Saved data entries
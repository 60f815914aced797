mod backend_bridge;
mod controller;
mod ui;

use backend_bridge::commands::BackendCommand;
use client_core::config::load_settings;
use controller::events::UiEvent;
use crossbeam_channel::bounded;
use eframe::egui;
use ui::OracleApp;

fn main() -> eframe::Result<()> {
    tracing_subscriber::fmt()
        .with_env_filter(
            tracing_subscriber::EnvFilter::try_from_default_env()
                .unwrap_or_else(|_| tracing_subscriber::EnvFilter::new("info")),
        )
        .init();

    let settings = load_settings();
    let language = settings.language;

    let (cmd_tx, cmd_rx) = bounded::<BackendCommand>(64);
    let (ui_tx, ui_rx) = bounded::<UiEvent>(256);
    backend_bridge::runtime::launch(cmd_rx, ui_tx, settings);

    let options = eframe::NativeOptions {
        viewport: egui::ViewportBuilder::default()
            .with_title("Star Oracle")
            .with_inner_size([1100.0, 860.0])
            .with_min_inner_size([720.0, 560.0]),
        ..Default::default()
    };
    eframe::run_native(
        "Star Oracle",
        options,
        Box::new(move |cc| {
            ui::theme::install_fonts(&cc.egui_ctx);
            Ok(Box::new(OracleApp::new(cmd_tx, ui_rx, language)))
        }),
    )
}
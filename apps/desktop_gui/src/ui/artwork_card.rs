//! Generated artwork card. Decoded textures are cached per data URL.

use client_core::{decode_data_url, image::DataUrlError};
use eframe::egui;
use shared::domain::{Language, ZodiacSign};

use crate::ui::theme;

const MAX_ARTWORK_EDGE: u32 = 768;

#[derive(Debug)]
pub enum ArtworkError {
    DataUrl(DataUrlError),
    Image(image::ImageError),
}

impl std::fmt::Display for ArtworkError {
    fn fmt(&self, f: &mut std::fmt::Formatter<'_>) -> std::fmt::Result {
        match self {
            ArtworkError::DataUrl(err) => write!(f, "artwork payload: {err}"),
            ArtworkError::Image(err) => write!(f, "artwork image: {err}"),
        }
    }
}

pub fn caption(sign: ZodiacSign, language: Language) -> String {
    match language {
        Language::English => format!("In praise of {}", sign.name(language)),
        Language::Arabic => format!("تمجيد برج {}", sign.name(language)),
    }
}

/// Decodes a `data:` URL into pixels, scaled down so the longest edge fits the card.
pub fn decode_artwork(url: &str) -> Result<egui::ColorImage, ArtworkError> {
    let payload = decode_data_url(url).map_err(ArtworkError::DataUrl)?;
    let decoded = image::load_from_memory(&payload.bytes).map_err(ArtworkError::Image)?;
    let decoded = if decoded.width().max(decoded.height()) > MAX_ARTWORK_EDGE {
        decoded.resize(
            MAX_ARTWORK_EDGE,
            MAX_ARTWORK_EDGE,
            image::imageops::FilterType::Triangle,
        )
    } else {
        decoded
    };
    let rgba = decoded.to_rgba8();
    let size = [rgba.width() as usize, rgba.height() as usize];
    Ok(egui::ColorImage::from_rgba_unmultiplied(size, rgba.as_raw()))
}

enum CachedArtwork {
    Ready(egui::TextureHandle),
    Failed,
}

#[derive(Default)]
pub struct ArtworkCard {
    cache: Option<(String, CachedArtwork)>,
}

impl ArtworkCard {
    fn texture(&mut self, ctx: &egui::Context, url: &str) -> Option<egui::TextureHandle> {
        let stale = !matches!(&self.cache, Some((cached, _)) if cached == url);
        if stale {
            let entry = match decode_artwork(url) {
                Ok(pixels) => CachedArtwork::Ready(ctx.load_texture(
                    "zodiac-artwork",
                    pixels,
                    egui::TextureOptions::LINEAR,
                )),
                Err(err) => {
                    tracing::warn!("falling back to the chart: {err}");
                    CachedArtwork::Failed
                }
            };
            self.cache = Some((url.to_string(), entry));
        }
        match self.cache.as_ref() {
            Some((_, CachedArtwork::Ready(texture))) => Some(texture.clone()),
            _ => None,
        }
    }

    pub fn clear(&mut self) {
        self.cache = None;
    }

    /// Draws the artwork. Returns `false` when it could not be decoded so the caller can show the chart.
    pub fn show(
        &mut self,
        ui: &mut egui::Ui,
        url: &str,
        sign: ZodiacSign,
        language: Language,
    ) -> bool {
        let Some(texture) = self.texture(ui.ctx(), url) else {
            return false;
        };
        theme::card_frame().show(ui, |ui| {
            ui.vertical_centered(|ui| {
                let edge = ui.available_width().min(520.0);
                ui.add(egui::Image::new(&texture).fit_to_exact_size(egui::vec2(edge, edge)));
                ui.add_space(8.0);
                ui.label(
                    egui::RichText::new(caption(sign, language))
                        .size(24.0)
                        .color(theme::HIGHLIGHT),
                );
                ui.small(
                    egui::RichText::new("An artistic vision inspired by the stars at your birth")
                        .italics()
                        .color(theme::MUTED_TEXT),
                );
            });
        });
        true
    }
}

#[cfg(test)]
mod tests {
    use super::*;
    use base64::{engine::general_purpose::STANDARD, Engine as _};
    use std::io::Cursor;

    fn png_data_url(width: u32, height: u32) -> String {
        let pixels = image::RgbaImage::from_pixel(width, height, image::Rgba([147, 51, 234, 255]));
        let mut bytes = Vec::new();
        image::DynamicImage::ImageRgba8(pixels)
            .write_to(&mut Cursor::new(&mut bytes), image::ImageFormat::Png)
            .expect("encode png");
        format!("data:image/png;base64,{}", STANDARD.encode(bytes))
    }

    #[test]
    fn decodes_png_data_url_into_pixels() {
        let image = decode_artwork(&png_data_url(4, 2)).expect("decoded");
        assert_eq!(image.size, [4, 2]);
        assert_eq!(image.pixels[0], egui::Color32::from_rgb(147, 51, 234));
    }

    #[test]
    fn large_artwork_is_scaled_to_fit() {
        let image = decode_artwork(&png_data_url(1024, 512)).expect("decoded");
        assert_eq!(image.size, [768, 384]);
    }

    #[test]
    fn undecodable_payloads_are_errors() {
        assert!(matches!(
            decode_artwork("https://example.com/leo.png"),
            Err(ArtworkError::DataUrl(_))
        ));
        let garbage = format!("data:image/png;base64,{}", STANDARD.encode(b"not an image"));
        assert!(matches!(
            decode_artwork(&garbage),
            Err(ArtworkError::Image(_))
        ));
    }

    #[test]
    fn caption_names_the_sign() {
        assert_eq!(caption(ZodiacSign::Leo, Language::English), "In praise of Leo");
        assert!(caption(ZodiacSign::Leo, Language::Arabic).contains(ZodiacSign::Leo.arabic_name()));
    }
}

Exercise directions =
Every line containing the string "BackendCommand" is required; copy each such line from the data.

Result for this exercise =
use backend_bridge::commands::BackendCommand;
    let (cmd_tx, cmd_rx) = bounded::<BackendCommand>(64);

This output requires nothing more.